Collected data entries
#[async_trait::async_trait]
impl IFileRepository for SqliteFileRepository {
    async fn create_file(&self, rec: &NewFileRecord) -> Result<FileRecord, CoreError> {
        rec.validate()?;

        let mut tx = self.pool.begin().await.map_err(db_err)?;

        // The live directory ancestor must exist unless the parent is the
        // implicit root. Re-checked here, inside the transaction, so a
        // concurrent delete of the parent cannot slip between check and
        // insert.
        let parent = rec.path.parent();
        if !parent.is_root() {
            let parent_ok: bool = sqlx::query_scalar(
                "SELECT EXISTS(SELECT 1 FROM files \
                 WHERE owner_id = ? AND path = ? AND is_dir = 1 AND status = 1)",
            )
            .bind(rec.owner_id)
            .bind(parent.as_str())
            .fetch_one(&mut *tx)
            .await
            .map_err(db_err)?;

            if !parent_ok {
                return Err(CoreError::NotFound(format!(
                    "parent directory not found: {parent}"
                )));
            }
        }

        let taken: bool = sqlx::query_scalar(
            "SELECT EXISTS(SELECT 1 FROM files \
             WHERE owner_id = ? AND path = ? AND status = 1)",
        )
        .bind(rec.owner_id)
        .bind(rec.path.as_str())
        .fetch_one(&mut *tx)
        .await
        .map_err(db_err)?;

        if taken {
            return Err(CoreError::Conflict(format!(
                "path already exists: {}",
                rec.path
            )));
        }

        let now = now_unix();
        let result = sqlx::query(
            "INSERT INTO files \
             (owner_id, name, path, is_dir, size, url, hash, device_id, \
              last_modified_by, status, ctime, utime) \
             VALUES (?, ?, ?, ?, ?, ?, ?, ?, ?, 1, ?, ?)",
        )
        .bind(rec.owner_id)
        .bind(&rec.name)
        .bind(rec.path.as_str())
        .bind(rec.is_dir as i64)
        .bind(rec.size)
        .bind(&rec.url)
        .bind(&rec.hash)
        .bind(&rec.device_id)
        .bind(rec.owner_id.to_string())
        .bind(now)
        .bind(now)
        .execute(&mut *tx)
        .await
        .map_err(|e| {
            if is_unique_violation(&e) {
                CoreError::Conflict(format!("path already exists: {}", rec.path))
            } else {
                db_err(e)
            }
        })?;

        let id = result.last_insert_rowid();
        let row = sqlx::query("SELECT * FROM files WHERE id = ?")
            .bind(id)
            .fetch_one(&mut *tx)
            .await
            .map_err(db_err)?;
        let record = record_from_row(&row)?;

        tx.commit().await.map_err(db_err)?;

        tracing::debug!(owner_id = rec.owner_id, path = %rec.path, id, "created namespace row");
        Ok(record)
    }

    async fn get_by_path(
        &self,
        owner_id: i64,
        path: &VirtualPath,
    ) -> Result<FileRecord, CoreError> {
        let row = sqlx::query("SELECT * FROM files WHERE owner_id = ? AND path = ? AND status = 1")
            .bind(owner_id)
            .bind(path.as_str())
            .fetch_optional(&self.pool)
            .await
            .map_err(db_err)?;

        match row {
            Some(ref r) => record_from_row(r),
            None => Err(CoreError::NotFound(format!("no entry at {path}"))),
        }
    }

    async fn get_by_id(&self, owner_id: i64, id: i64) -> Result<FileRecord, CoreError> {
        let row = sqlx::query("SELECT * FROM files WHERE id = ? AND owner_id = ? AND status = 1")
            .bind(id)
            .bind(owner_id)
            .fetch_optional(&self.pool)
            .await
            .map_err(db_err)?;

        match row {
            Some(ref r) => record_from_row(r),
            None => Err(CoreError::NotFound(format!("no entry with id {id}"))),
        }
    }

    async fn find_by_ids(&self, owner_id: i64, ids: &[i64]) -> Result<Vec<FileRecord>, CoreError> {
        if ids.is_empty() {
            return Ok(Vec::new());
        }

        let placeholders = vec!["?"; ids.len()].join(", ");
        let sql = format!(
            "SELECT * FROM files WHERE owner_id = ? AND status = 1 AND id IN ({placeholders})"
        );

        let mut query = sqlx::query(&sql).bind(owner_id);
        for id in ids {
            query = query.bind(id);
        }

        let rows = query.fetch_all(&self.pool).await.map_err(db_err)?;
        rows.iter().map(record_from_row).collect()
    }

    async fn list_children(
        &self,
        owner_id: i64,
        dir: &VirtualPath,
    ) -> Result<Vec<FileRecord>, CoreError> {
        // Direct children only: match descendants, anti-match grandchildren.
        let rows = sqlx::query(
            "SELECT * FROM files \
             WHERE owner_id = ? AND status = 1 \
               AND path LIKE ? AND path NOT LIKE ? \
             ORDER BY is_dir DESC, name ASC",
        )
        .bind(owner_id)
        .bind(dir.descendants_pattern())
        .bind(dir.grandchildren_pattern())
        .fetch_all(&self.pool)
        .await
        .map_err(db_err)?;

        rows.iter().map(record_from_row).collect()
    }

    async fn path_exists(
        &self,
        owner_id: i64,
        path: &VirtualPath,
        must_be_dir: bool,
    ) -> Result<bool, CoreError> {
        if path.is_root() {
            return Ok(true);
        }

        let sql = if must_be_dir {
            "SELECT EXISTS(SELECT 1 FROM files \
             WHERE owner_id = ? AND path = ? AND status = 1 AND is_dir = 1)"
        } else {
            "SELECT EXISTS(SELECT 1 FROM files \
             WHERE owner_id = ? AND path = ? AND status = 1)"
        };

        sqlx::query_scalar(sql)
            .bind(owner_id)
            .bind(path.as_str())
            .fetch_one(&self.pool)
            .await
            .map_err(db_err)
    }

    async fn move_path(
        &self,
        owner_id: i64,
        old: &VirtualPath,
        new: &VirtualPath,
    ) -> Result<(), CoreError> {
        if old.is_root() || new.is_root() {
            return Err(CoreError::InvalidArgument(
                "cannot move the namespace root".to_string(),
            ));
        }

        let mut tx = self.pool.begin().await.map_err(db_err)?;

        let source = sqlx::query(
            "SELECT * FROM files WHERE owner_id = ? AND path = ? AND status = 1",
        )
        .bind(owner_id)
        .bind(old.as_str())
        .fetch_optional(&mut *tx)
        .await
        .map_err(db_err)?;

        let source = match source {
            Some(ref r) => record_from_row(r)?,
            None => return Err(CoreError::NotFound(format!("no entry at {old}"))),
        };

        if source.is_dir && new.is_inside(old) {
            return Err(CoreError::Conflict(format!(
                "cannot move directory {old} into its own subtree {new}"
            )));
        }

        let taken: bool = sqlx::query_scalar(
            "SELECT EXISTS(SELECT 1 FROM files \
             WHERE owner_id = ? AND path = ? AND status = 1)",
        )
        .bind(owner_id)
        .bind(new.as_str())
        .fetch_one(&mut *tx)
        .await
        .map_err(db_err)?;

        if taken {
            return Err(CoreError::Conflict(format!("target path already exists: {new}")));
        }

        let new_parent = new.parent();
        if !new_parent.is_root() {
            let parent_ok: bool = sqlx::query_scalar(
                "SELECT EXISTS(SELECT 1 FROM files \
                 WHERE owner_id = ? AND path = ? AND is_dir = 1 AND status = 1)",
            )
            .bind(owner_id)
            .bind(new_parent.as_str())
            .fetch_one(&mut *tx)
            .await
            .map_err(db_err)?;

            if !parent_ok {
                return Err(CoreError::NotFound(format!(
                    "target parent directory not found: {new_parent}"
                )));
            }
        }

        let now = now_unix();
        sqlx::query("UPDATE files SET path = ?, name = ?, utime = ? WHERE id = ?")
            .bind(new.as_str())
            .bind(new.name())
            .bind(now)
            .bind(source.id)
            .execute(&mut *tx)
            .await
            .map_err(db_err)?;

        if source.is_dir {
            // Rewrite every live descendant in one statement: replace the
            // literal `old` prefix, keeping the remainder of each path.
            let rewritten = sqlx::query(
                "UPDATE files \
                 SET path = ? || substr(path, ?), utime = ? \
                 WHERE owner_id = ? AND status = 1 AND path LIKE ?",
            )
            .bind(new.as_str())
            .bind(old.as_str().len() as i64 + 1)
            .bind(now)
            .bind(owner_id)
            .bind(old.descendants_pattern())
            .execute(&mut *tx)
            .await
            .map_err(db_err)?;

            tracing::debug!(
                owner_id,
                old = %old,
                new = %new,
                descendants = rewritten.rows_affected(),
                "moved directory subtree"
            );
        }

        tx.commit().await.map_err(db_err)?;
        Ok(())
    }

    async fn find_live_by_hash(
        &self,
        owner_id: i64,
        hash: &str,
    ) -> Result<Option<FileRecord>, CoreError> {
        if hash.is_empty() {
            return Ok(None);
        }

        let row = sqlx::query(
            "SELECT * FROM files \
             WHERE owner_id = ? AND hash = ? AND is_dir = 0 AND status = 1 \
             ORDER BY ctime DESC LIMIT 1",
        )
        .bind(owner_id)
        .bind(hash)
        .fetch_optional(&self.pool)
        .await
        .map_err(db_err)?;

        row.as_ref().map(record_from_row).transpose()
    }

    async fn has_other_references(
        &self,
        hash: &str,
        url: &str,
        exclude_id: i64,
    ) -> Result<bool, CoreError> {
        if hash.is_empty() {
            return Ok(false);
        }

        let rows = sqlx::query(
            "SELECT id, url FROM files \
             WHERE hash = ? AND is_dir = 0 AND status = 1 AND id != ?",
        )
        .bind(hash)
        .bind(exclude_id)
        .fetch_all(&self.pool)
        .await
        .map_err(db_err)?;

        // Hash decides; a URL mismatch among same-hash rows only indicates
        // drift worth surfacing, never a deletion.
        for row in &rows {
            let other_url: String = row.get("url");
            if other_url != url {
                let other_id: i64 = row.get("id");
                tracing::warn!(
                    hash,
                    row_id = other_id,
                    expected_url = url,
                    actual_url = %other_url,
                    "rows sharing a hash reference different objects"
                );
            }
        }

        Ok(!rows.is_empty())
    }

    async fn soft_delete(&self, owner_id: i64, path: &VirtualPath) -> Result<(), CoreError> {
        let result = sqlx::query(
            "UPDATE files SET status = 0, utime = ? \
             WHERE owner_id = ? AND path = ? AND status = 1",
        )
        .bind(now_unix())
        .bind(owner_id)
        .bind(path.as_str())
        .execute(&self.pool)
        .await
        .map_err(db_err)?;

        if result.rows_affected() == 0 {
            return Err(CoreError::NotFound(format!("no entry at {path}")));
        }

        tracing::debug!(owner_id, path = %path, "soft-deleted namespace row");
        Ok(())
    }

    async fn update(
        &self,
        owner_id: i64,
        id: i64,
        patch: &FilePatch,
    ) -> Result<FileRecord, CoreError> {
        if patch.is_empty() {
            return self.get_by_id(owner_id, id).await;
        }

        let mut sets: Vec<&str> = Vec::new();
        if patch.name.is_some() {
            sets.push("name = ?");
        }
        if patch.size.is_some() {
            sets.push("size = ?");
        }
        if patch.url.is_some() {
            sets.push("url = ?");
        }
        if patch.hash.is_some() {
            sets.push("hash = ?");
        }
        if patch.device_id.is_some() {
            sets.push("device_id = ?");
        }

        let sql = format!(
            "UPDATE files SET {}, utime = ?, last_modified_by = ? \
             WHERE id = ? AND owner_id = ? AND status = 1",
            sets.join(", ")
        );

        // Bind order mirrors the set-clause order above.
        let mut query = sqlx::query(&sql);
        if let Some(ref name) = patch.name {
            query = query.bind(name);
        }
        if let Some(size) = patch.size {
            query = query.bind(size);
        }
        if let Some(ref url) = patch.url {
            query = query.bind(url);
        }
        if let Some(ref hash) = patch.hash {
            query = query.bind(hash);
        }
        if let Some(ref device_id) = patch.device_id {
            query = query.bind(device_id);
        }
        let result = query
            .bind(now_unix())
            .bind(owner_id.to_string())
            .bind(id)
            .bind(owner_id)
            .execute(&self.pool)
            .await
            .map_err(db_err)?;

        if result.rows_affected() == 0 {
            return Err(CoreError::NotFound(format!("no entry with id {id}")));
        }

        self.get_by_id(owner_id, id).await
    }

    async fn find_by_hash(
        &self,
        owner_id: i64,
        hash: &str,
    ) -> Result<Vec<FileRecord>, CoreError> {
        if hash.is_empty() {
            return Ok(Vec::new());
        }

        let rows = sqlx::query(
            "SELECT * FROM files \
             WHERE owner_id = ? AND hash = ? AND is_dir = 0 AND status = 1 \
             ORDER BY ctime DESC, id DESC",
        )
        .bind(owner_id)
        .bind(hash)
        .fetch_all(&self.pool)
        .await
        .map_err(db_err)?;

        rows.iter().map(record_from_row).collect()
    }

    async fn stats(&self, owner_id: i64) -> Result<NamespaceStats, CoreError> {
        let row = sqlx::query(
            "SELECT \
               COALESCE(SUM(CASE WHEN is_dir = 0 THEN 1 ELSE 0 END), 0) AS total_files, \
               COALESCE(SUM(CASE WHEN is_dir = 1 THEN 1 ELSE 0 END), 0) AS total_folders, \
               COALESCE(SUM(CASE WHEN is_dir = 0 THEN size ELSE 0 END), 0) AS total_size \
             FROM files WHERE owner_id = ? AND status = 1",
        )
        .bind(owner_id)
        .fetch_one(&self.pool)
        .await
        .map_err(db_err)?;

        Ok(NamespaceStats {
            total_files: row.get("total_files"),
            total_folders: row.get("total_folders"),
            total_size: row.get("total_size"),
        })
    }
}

==

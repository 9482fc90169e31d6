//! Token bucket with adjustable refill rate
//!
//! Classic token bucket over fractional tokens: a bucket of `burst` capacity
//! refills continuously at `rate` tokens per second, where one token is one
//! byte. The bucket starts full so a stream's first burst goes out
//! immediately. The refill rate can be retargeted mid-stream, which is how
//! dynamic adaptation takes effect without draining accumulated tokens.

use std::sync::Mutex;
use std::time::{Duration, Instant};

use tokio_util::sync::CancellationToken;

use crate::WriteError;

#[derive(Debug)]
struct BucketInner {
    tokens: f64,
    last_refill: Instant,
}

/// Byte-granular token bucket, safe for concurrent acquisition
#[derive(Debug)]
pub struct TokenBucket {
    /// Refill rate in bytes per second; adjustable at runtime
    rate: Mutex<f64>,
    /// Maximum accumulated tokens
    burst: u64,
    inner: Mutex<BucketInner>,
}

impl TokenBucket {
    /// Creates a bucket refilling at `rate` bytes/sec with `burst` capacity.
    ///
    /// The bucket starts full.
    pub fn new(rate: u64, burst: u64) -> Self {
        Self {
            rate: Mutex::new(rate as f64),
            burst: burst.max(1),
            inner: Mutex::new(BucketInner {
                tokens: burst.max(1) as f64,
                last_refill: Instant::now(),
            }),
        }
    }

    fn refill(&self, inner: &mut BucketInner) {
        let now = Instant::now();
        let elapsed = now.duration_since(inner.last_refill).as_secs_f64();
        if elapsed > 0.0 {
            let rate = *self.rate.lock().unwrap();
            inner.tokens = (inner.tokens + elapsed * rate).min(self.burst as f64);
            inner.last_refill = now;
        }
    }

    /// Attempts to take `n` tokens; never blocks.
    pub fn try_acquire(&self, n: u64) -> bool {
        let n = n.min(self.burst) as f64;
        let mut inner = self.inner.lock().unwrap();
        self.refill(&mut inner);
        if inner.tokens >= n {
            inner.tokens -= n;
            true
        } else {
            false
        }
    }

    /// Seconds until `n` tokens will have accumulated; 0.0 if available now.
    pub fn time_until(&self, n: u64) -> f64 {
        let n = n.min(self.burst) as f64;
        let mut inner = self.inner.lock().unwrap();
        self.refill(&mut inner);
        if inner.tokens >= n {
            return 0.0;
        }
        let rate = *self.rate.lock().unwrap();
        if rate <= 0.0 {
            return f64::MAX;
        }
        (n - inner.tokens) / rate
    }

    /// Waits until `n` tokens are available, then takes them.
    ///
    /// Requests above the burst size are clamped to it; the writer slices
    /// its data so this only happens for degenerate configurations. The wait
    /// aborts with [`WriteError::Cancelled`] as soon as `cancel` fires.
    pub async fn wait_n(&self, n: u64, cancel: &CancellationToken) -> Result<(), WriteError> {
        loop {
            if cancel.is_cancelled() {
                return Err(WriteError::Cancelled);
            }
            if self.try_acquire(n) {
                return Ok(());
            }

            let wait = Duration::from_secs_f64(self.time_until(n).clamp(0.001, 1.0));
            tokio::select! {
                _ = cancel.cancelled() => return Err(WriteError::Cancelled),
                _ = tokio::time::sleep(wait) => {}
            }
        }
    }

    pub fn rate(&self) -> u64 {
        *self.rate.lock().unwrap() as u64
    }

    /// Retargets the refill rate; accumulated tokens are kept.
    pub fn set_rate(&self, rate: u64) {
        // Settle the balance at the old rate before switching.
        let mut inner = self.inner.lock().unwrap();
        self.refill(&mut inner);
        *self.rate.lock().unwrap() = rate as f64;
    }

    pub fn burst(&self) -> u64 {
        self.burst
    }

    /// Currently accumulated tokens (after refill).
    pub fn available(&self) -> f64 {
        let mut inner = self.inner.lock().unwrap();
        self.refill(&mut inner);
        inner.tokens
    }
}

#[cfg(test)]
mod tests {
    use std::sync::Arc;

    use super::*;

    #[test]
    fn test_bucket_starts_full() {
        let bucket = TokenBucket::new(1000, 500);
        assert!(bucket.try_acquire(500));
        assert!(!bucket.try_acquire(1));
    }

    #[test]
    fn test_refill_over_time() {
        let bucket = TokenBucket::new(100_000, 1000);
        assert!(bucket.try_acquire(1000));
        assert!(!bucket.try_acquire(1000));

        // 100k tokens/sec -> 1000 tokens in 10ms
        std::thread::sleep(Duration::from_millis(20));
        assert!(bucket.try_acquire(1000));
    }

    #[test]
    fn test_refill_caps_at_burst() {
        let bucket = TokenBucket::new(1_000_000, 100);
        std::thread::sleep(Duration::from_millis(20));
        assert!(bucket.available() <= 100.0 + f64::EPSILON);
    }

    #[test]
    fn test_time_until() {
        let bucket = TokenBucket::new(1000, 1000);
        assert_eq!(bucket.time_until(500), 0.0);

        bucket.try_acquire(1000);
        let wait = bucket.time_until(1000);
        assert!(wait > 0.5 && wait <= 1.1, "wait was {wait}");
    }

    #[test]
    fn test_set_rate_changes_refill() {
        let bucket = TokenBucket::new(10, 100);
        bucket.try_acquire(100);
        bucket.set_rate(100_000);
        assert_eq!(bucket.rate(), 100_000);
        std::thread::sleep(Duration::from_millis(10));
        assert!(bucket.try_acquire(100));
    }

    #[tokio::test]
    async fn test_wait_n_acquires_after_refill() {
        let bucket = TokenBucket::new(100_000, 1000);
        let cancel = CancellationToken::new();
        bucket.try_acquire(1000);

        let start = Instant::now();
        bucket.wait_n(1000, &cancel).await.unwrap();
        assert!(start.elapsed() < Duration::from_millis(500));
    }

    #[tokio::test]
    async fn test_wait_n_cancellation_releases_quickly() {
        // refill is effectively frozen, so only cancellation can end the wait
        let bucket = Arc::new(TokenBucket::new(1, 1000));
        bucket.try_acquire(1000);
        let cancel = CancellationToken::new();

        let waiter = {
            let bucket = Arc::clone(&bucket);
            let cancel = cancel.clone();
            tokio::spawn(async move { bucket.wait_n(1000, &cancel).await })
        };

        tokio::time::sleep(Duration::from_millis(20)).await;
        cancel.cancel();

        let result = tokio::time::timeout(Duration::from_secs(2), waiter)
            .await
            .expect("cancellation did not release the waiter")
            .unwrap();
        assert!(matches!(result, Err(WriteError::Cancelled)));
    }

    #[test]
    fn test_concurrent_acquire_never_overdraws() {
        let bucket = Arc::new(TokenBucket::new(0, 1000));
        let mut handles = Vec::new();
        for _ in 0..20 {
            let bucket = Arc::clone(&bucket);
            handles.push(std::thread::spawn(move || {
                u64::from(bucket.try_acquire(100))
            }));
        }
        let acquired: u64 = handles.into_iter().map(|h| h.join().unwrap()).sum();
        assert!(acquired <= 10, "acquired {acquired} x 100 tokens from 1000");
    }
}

## Exercise prompt
Lines from the entries that contain the string "VirtualPath" are what must be copied.

## Response to the exercise
        path: &VirtualPath,
        dir: &VirtualPath,
        path: &VirtualPath,
        old: &VirtualPath,
        new: &VirtualPath,
    async fn soft_delete(&self, owner_id: i64, path: &VirtualPath) -> Result<(), CoreError> {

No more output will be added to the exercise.